Parla il 23enne che la sera del tragico incidente che ha portato alla morte di una 17enne si trovava alla guida dell'auto.
LUGANO - «Non facevo quei giri per mettere in pericolo altre persone. So che c'era un rischio, ma lo facevo anche perché c'erano gli altri che mi spingevano a farlo». Si giustifica così il 23enne portoghese oggi alla sbarra alle Assise criminali di Lugano per il caso dello schianto di Grancia che lo scorso 12 febbraio 2021 ha portato alla morte di una 17enne del Luganese.
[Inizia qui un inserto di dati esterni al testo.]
//! End-to-end document pipeline: load, extract, report.

use hobart_extract::{ExtractError, ExtractorConfig, InsightExtractor};
use hobart_output::{InsightReport, ReportBuilder, ReportError};
use hobart_source::{SourceError, load_document};
use std::path::Path;
use thiserror::Error;
use tracing::info;

/// Result type for pipeline runs.
pub type Result<T> = std::result::Result<T, PipelineError>;

/// Any failure between reading a document and producing its report.
#[derive(Debug, Error)]
pub enum PipelineError {
    /// The document could not be loaded.
    #[error(transparent)]
    Source(#[from] SourceError),

    /// Extraction failed.
    #[error(transparent)]
    Extract(#[from] ExtractError),

    /// The report could not be assembled.
    #[error(transparent)]
    Report(#[from] ReportError),
}

/// Options for a pipeline run.
#[derive(Debug, Clone)]
pub struct PipelineOptions {
    /// Company name recorded in the report.
    pub company: String,
    /// Report type recorded in the report.
    pub report_type: String,
    /// Extraction settings.
    pub config: ExtractorConfig,
    /// Run the extraction passes on worker threads.
    pub concurrent: bool,
}

impl Default for PipelineOptions {
    fn default() -> Self {
        Self {
            company: hobart_output::DEFAULT_COMPANY.to_string(),
            report_type: hobart_output::DEFAULT_REPORT_TYPE.to_string(),
            config: ExtractorConfig::default(),
            concurrent: false,
        }
    }
}

/// Extract a report from text that is already in memory.
///
/// # Errors
///
/// Returns an error if extraction fails.
pub fn analyze_text(text: &str, options: &PipelineOptions) -> Result<InsightReport> {
    let extractor = InsightExtractor::new(options.config.clone());
    let summary = if options.concurrent {
        extractor.extract_concurrent(text)?
    } else {
        extractor.extract(text)?
    };

    Ok(ReportBuilder::new()
        .company(options.company.as_str())
        .report_type(options.report_type.as_str())
        .summary(summary)
        .build()?)
}

/// Load a document and extract its report.
///
/// # Errors
///
/// Returns an error if the document cannot be loaded or extraction fails.
///
/// # Examples
///
/// ```no_run
/// use hobart::pipeline::{PipelineOptions, analyze_document};
///
/// let report = analyze_document("NVIDIA-2024-Annual-Report.pdf", &PipelineOptions::default())?;
/// println!("{}", report.to_markdown());
/// # Ok::<(), hobart::pipeline::PipelineError>(())
/// ```
pub fn analyze_document(
    path: impl AsRef<Path>,
    options: &PipelineOptions,
) -> Result<InsightReport> {
    let document = load_document(path.as_ref())?;
    info!(
        path = %path.as_ref().display(),
        kind = %document.kind(),
        pages = document.page_count(),
        bytes = document.len(),
        "document loaded"
    );
    analyze_text(document.as_str(), options)
}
Stando all'atto d'accusa quella sera il giovane, allora 20enne, ha infatti utilizzato la strada situata dietro il Centro Lugano sud quale circuito/pista da corsa: sfrecciava a velocità sostenuta, arrivando a toccare i 100 chilometri orari, ed effettuava manovre pericolose che hanno portato al tragico incidente. Oggi, tra le varie ipotesi di reato, il 23enne deve rispondere di omicidio intenzionale per dolo eventuale, subordinatamente omicidio colposo. A bordo della vettura, lo ricordiamo, c'erano anche due 16enni e un 19enne, tutti rimasti feriti.
«Prendevo velocità e sentivo l'adrenalina» - «Per noi era un'abitudine fare sosta a Grancia: chiacchieravamo e facevamo un giro in auto», racconta l'imputato, ammettendo che il percorso effettuato quella sera, tra dossi, avvallamenti e chiusini, «l'ho fatto almeno sette volte». Per il giovane quelle corse erano «come fare bungee jumping»: «Prendevo velocità e facevo slalom tra i dossi artificiali. Lo facevo per toccare quel picco di adrenalina, arrivare a uno stato di eccitazione». «E perché allora non ha fatto bungee jumping? Così se per caso si spezza la corda ci va di mezzo solo lei?», l'ha incalzato il giudice Amos Pagnamenta.
«Non potevo immaginare che accadesse questo» - «Sapevo che c'era un dosso», continua il 23enne, «ma essendo che in altre occasioni l'avevo preso alla stessa velocità non potevo immaginare che accadesse una cosa del genere». E, riguardo al ribaltamento dell'auto: «Ero a conoscenza dei rischi che prendevamo, ma pensavo che se mai qualcosa fosse andato storto sarebbe stato qualcosa di senz'altro meno gravoso». Gli sbandamenti, aggiunge invece, «li facevo perché così ci facevamo due risate. So che oggi è brutto da dire».
Voleva riavere la patente - Il giovane, è emerso in aula, aveva ottenuto la patente di guida appena un anno prima dei fatti. A sorprendere è anche il fatto che in seguito all'incidente il 23enne, attualmente studente universitario, abbia tentato di riottenere la patente facendone richiesta allo psicologo del traffico. «Era un modo per affrontare il passato, l'ho fatto per cercare di voltare pagina. Inoltre averla sarebbe comodo in futuro», afferma al riguardo.
In merito a un'eventuale espulsione, il 23enne afferma infine che «anche se non sono considerato cittadino, per me la Svizzera è il mio stato d'origine e la mia casa». L'imputato precisa però che ha intenzione di «accettare le conseguenze di questo processo»: «Non sono io a dovermi giudicare».